Exporting beverages is more valuable to the Irish economy than pharmaceuticals, research carried out by the Drinks Industry Group of Ireland claims.

The research into beverage exports from 2001-2011 found that every €100 of beverages exported is worth the same as €625 worth of pharmaceutical exports to the national economy.

As the drinks industry relies on domestically produced raw materials including malted barley, cereals, milk, apples and services, DIGI calculated it contributes to the Irish economy more per euro exported than similar sized industries.

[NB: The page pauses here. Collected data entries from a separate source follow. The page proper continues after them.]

use super::*;
use crate::instance::{Assignment, Instance};
use rand::rngs::StdRng;
use rand::SeedableRng;

#[test]
fn test_satisfying_start_needs_no_radius() {
    let instance = Instance::from_literals([vec![1, 2]]).unwrap();
    let assignment = Assignment::from([(1, true), (2, false)]);
    let mut rng = StdRng::seed_from_u64(0);
    assert!(search_hamming_ball(&instance, &assignment, 0, &mut rng));
}

#[test]
fn test_radius_zero_cannot_move() {
    let instance = Instance::from_literals([vec![1]]).unwrap();
    let assignment = Assignment::from([(1, false)]);
    let mut rng = StdRng::seed_from_u64(0);
    assert!(!search_hamming_ball(&instance, &assignment, 0, &mut rng));
}

#[test]
fn test_single_flip_within_radius() {
    let instance = Instance::from_literals([vec![1]]).unwrap();
    let assignment = Assignment::from([(1, false)]);
    let mut rng = StdRng::seed_from_u64(0);
    assert!(search_hamming_ball(&instance, &assignment, 1, &mut rng));
}

#[test]
fn test_flips_follow_unsatisfied_clauses() {
    // From all-false, (x1 ∨ x2) is unsatisfied; flipping either variable
    // satisfies the formula.
    let instance = Instance::from_literals([vec![1, 2], vec![-1, -2]]).unwrap();
    let assignment = Assignment::constant([1, 2], false);
    let mut rng = StdRng::seed_from_u64(0);
    assert!(search_hamming_ball(&instance, &assignment, 1, &mut rng));
}

#[test]
fn test_unsatisfiable_within_radius() {
    // The only satisfying assignment is at distance 3.
    let instance =
        Instance::from_literals([vec![1], vec![2], vec![3]]).unwrap();
    let assignment = Assignment::constant([1, 2, 3], false);
    let mut rng = StdRng::seed_from_u64(0);
    assert!(!search_hamming_ball(&instance, &assignment, 2, &mut rng));
    assert!(search_hamming_ball(&instance, &assignment, 3, &mut rng));
}

#[test]
fn test_unsatisfiable_instance_is_never_found() {
    let instance = Instance::from_literals([vec![1], vec![-1]]).unwrap();
    for radius in 0..3 {
        let mut rng = StdRng::seed_from_u64(radius as u64);
        let assignment = Assignment::from([(1, false)]);
        assert!(!search_hamming_ball(&instance, &assignment, radius, &mut rng));
    }
}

In this regard, DIGI estimated that €100 of beverage exports has the same impact on the domestic economy as €625 of chemicals/ pharmaceutical exports, €294 of computer, electronic and optical exports or €185 of medical devices exports.

Ireland remains one of the largest beverage exporters in the World. The report’s author, Anthony Foley, said Ireland is punching above its weight in the drinks industry.

“Ireland continues to over-perform in terms of beverage exports. In terms of international position, Ireland is ranked 11th in order of size of alcohol exports compared to 33rd for overall merchandise exports.

“The Irish share of world alcohol exports is 2.4% compared with 0.8% for overall merchandise exports,” he said.

Britain and North America continue to be the main overseas markets for the Irish beverage industry. There has been a sharp decline in the importance of the EU, excluding Britain, as a destination for Irish drinks exports.

The EU share of the market has declined from 28.8% to 19.0% between 2001 and 2010.

DIGI said that there is major potential for Irish drinks manufacturers to sell to China, India and other major emerging market economies.

The chairman of DIGI, Kieran Tobin, said the drinks industry is one of the biggest contributors to Irish industry with links to tourism and manufacturing.

“It is important to remember that the success of Irish drinks exports is founded on a solid domestic market that provides over 60,000 jobs in the manufacture, distribution and sale of alcohol.

“The drinks industry is also a major contributor to tourism — a further strong earner of overseas revenue — through its pubs, its brands and visitor centres.

“We should therefore seek to support this important sector of the national economy to the greatest extent possible to assist our much-needed export-led economic recovery,” he said.